If you are a high school student looking to expand your academic portfolio, consider participating in a Princeton Summer Program! These will provide you with an immersive learning environment, allowing you to explore your academic interests, engage with distinguished faculty, and interact with like-minded peers from around the world. 


Participating in summer programs hosted by prestigious universities, such as Princeton, can also significantly enhance your college admissions profile. Admissions officers recognize the value of these experiences, appreciating the initiative and commitment students demonstrate by taking part in rigorous academic programs during the summer. The programs not only provide you with a taste of college life but also offer a chance to showcase your intellectual prowess and dedication to academic excellence. Moreover, the exposure to Princeton University's renowned faculty and resources can be an invaluable opportunity for you to gain insights into your chosen fields of study. 


Location: Princeton Campus

Cost: Free

Application Deadline: March 15

Program Dates: 5-6 weeks in June-July

Eligibility: Sixteen years old or more by June 15, 2024 and Enrolled in high school


The Princeton Laboratory Learning Program is a great opportunity for you to dive into the realm of scientific research and engineering. Unlike typical summer programs, this initiative offers a full-time and immersive research experience, providing a unique chance for you to actively contribute to ongoing projects in the sciences and engineering fields. Facilitated by Princeton faculty and research staff, you make real contributions to the projects, gaining valuable hands-on experience that goes beyond the confines of a traditional classroom.
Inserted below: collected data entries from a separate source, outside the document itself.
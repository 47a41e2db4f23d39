//! Command-line argument dispatch and server initialization.
//!
//! This module parses validated CLI arguments and maps them to the
//! appropriate action, such as starting the API server with its full
//! configuration state.

use crate::cli::actions::{server::Args, Action};
use crate::cli::commands::{auth, provider};
use anyhow::{Context, Result};
use secrecy::SecretString;

/// Map validated CLI matches to a server action.
///
/// # Errors
/// Returns an error if required arguments are missing or inconsistent.
pub fn handler(matches: &clap::ArgMatches) -> Result<Action> {
    let port = matches.get_one::<u16>("port").copied().unwrap_or(8080);
    let dsn = matches
        .get_one::<String>("dsn")
        .cloned()
        .context("missing required argument: --dsn")?;

    let token_secret = matches
        .get_one::<String>(auth::ARG_TOKEN_SECRET)
        .cloned()
        .context("missing required argument: --token-secret")?;
    let provider_url = matches
        .get_one::<String>(provider::ARG_PROVIDER_URL)
        .cloned()
        .context("missing required argument: --provider-url")?;
    let provider_api_key = matches
        .get_one::<String>(provider::ARG_PROVIDER_API_KEY)
        .cloned()
        .context("missing required argument: --provider-api-key")?;

    Ok(Action::Server(Args {
        port,
        dsn: SecretString::from(dsn),
        token_secret: SecretString::from(token_secret),
        token_ttl_seconds: matches
            .get_one::<i64>(auth::ARG_TOKEN_TTL_SECONDS)
            .copied()
            .unwrap_or(86400),
        reset_token_ttl_seconds: matches
            .get_one::<i64>(auth::ARG_RESET_TOKEN_TTL_SECONDS)
            .copied()
            .unwrap_or(3600),
        super_admins: matches
            .get_one::<String>(auth::ARG_SUPER_ADMINS)
            .cloned()
            .unwrap_or_default(),
        frontend_base_url: matches
            .get_one::<String>(auth::ARG_FRONTEND_BASE_URL)
            .cloned()
            .unwrap_or_else(|| "https://parkwise.dev".to_string()),
        issuer: matches
            .get_one::<String>(auth::ARG_ISSUER)
            .cloned()
            .unwrap_or_else(|| "Park Wise".to_string()),
        provider_url,
        provider_api_key: SecretString::from(provider_api_key),
    }))
}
One notable aspect of the program is its flexibility, allowing for customization of participation dates based on the schedules of research personnel and the specific requirements of the project. The internships typically span 5-6 weeks during regular office hours over the summer, ensuring a focused and dedicated learning environment. Importantly, the program prioritizes the quality of the research experience, with no evening or weekend activities, emphasizing a commitment to academic rigor.


The breadth of research opportunities within the Laboratory Learning Program is exemplified by projects such as "Machine Learning Methods for Power Magnetics Modeling" and "Chicken Embryos Lung Development." These examples showcase the diversity of projects available, spanning from cutting-edge technology applications to fundamental biological research. By participating in such projects, you not only gain exposure to advanced research methodologies but also contribute to the advancement of knowledge in their chosen fields. This firsthand engagement with real-world research not only enriches your understanding but also positions you favorably for college admissions, demonstrating a commitment to academic excellence and a passion for scientific inquiry. 


Location: Online and in-person

Cost: Free

Application Deadline: February 15

Program Dates: A multi-week, hybrid summer intensive beginning with online workshops in July and culminating in a 10-day residential experience on Princeton's campus in early August

Eligibility: Be a junior in high school at the time of application, Live in the United States and intend to attend college here, Have a minimum unweighted grade point average equivalent to a 3.5 out of 4.0, Have an interest in journalism, Meet at least one of the socioeconomic conditions listed here


The Princeton Summer Journalism Program is a great way for you to dive into the world of journalism, blending online workshops, lectures, and a residential institute to provide a multifaceted learning opportunity. Throughout the month of July, you will engage in online sessions with distinguished journalists from across the country, immersing yourselves in the intricacies of the field. These workshops not only cover essential journalistic skills but also include discussions on current events, ensuring that you stay informed about the ever-evolving landscape of news and media.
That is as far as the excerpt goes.